** Extracted information **

Start of Block

stored_object!(Document, "document", {
    file_name: String,
    sha256: String,
    source_path: String,
    page_count: u32,
    status: DocumentStatus
});

impl Document {
    pub fn new(file_name: String, sha256: String, source_path: String) -> Self {
        let now = Utc::now();
        Self {
            id: Uuid::new_v4().to_string(),
            created_at: now,
            updated_at: now,
            file_name,
            sha256,
            source_path,
            page_count: 0,
            status: DocumentStatus::Processing,
        }
    }

    /// Registers an uploaded PDF: hashes it, dedups against existing
    /// documents by content, persists the file under
    /// `{data_dir}/{document_id}/{file_name}` and stores the record.
    ///
    /// Returns the document plus `true` when a new record was created, or
    /// the already-ingested document plus `false` on a content match.
    pub async fn from_upload(
        field_data: FieldData<NamedTempFile>,
        db: &SurrealDbClient,
        data_dir: &Path,
    ) -> Result<(Self, bool), FileError> {
        let file = field_data.contents;
        let file_name = field_data
            .metadata
            .file_name
            .ok_or(FileError::MissingFileName)?;

        let sha256 = Self::compute_sha(&file)?;

        if let Some(existing) = Self::find_by_sha256(&sha256, db).await? {
            info!(
                document_id = %existing.id,
                sha256 = %sha256,
                "Upload matches an already ingested document"
            );
            return Ok((existing, false));
        }

        let id = Uuid::new_v4().to_string();
        let sanitized_file_name = Self::sanitize_file_name(&file_name);
        let source_path = Self::persist_file(&id, file, &sanitized_file_name, data_dir)
            .await?
            .to_string_lossy()
            .into_owned();

        let document = Self {
            id,
            source_path,
            ..Self::new(file_name, sha256, String::new())
        };

        db.store_item(document.clone()).await?;

        Ok((document, true))
    }

    /// Streams the file through SHA-256, returning the hex digest.
    pub fn compute_sha(file: &NamedTempFile) -> Result<String, FileError> {
        let mut reader = BufReader::new(file.as_file());
        let mut hasher = Sha256::new();
        let mut buffer = [0u8; 8192];

        loop {
            let n = reader.read(&mut buffer)?;
            if n == 0 {
                break;
            }
            hasher.update(&buffer[..n]);
        }

        let digest = hasher.finalize();
        Ok(format!("{digest:x}"))
    }

    /// Replaces anything outside `[A-Za-z0-9_]` (extension excluded) with
    /// underscores so the name is safe as a path segment.
    pub fn sanitize_file_name(file_name: &str) -> String {
        let sanitize = |part: &str| -> String {
            part.chars()
                .map(|c| {
                    if c.is_ascii_alphanumeric() || c == '_' {
                        c
                    } else {
                        '_'
                    }
                })
                .collect()
        };

        match file_name.rfind('.') {
            Some(idx) => {
                let (name, ext) = file_name.split_at(idx);
                format!("{}{}", sanitize(name), ext)
            }
            None => sanitize(file_name),
        }
    }

    /// Persists an uploaded temp file under `{data_dir}/{document_id}/`.
    pub async fn persist_file(
        document_id: &str,
        file: NamedTempFile,
        file_name: &str,
        data_dir: &Path,
    ) -> Result<PathBuf, FileError> {
        let document_dir = data_dir.join(document_id);
        tokio::fs::create_dir_all(&document_dir)
            .await
            .map_err(FileError::Io)?;

        let final_path = document_dir.join(file_name);
        file.persist(&final_path)?;
        info!(path = %final_path.display(), "Persisted uploaded PDF");

        Ok(final_path)
    }

    pub async fn find_by_sha256(
        sha256: &str,
        db: &SurrealDbClient,
    ) -> Result<Option<Self>, FileError> {
        let mut response = db
            .client
            .query("SELECT * FROM type::table($table) WHERE sha256 = $sha256")
            .bind(("table", Self::table_name()))
            .bind(("sha256", sha256.to_string()))
            .await?;

        let documents: Vec<Self> = response.take(0)?;
        Ok(documents.into_iter().next())
    }

    pub async fn find_by_file_name(
        file_name: &str,
        db: &SurrealDbClient,
    ) -> Result<Option<Self>, AppError> {
        let mut response = db
            .client
            .query("SELECT * FROM type::table($table) WHERE file_name = $file_name")
            .bind(("table", Self::table_name()))
            .bind(("file_name", file_name.to_string()))
            .await?;

        let documents: Vec<Self> = response.take(0)?;
        Ok(documents.into_iter().next())
    }

    /// All documents, newest first.
    pub async fn list_all(db: &SurrealDbClient) -> Result<Vec<Self>, AppError> {
        let documents: Vec<Self> = db
            .query("SELECT * FROM type::table($table) ORDER BY created_at DESC")
            .bind(("table", Self::table_name()))
            .await?
            .take(0)?;

        Ok(documents)
    }

    pub async fn count(db: &SurrealDbClient) -> Result<usize, AppError> {
        #[derive(serde::Deserialize)]
        struct CountRow {
            count: usize,
        }

        let mut response = db
            .client
            .query("SELECT count() AS count FROM type::table($table) GROUP ALL")
            .bind(("table", Self::table_name()))
            .await?;

        let row: Option<CountRow> = response.take(0)?;
        Ok(row.map_or(0, |r| r.count))
    }

    pub async fn mark_ready(
        id: &str,
        page_count: u32,
        db: &SurrealDbClient,
    ) -> Result<Self, AppError> {
        let mut response = db
            .client
            .query(
                "UPDATE type::thing($table, $id)
                 SET status = $status, page_count = $page_count, updated_at = time::now()
                 RETURN *",
            )
            .bind(("table", Self::table_name()))
            .bind(("id", id.to_string()))
            .bind(("status", DocumentStatus::Ready))
            .bind(("page_count", page_count))
            .await?;

        let updated: Option<Self> = response.take(0)?;
        updated.ok_or_else(|| AppError::NotFound(format!("Document not found: {id}")))
    }

    pub async fn mark_failed(
        id: &str,
        error: &str,
        db: &SurrealDbClient,
    ) -> Result<Self, AppError> {
        let mut response = db
            .client
            .query(
                "UPDATE type::thing($table, $id)
                 SET status = $status, updated_at = time::now()
                 RETURN *",
            )
            .bind(("table", Self::table_name()))
            .bind(("id", id.to_string()))
            .bind((
                "status",
                DocumentStatus::Failed {
                    error: error.to_string(),
                },
            ))
            .await?;

        let updated: Option<Self> = response.take(0)?;
        updated.ok_or_else(|| AppError::NotFound(format!("Document not found: {id}")))
    }

    /// Points an existing record at a new source PDF (used by replace) and
    /// resets it to `Processing`.
    pub async fn set_source(
        id: &str,
        file_name: &str,
        sha256: &str,
        source_path: &str,
        db: &SurrealDbClient,
    ) -> Result<Self, AppError> {
        let mut response = db
            .client
            .query(
                "UPDATE type::thing($table, $id)
                 SET file_name = $file_name, sha256 = $sha256, source_path = $source_path,
                     status = $status, page_count = 0, updated_at = time::now()
                 RETURN *",
            )
            .bind(("table", Self::table_name()))
            .bind(("id", id.to_string()))
            .bind(("file_name", file_name.to_string()))
            .bind(("sha256", sha256.to_string()))
            .bind(("source_path", source_path.to_string()))
            .bind(("status", DocumentStatus::Processing))
            .await?;

        let updated: Option<Self> = response.take(0)?;
        updated.ok_or_else(|| AppError::NotFound(format!("Document not found: {id}")))
    }

    /// Deletes a document and everything derived from it: page nodes,
    /// stored page images, the source PDF and finally the record itself.
    /// Image and file cleanup problems are logged, never fatal.
    ///
    /// Returns the deleted record and the number of images removed.
    pub async fn delete_cascade(
        id: &str,
        db: &SurrealDbClient,
        storage: &crate::storage::store::StorageManager,
    ) -> Result<(Self, usize), AppError> {
        let document: Self = db
            .get_item(id)
            .await?
            .ok_or_else(|| AppError::NotFound(format!("Document not found: {id}")))?;

        crate::storage::types::page_node::PageNode::delete_by_document_id(id, db).await?;

        let images_deleted = match storage.delete_prefix(id).await {
            Ok(count) => count,
            Err(err) => {
                warn!(document_id = %id, error = %err, "failed to delete page images");
                0
            }
        };

        if let Err(err) = document.remove_source_file().await {
            warn!(document_id = %id, error = %err, "failed to remove source PDF");
        }

        db.delete_item::<Self>(id).await?;
        info!(document_id = %id, images_deleted, "document deleted");

        Ok((document, images_deleted))
    }

    /// Removes the stored PDF. The per-document directory is removed with
    /// it, but only when the parent is actually named after the document
    /// (batch-ingested files live directly in the data directory).
    pub async fn remove_source_file(&self) -> Result<(), AppError> {
        let file_path = Path::new(&self.source_path);
        if !file_path.exists() {
            warn!(path = %self.source_path, "Source PDF already missing");
            return Ok(());
        }

        match file_path.parent() {
            Some(parent)
                if parent.file_name() == Some(std::ffi::OsStr::new(self.id.as_str())) =>
            {
                tokio::fs::remove_dir_all(parent).await?;
                info!(path = %parent.display(), "Removed document directory");
            }
            _ => {
                tokio::fs::remove_file(file_path).await?;
                info!(path = %self.source_path, "Removed source PDF");
            }
        }

        Ok(())
    }
}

End of Block

** Exercise **
Say how many lines of the material above contain the string "false". Write nothing but the number.

** Answer to this problem **
2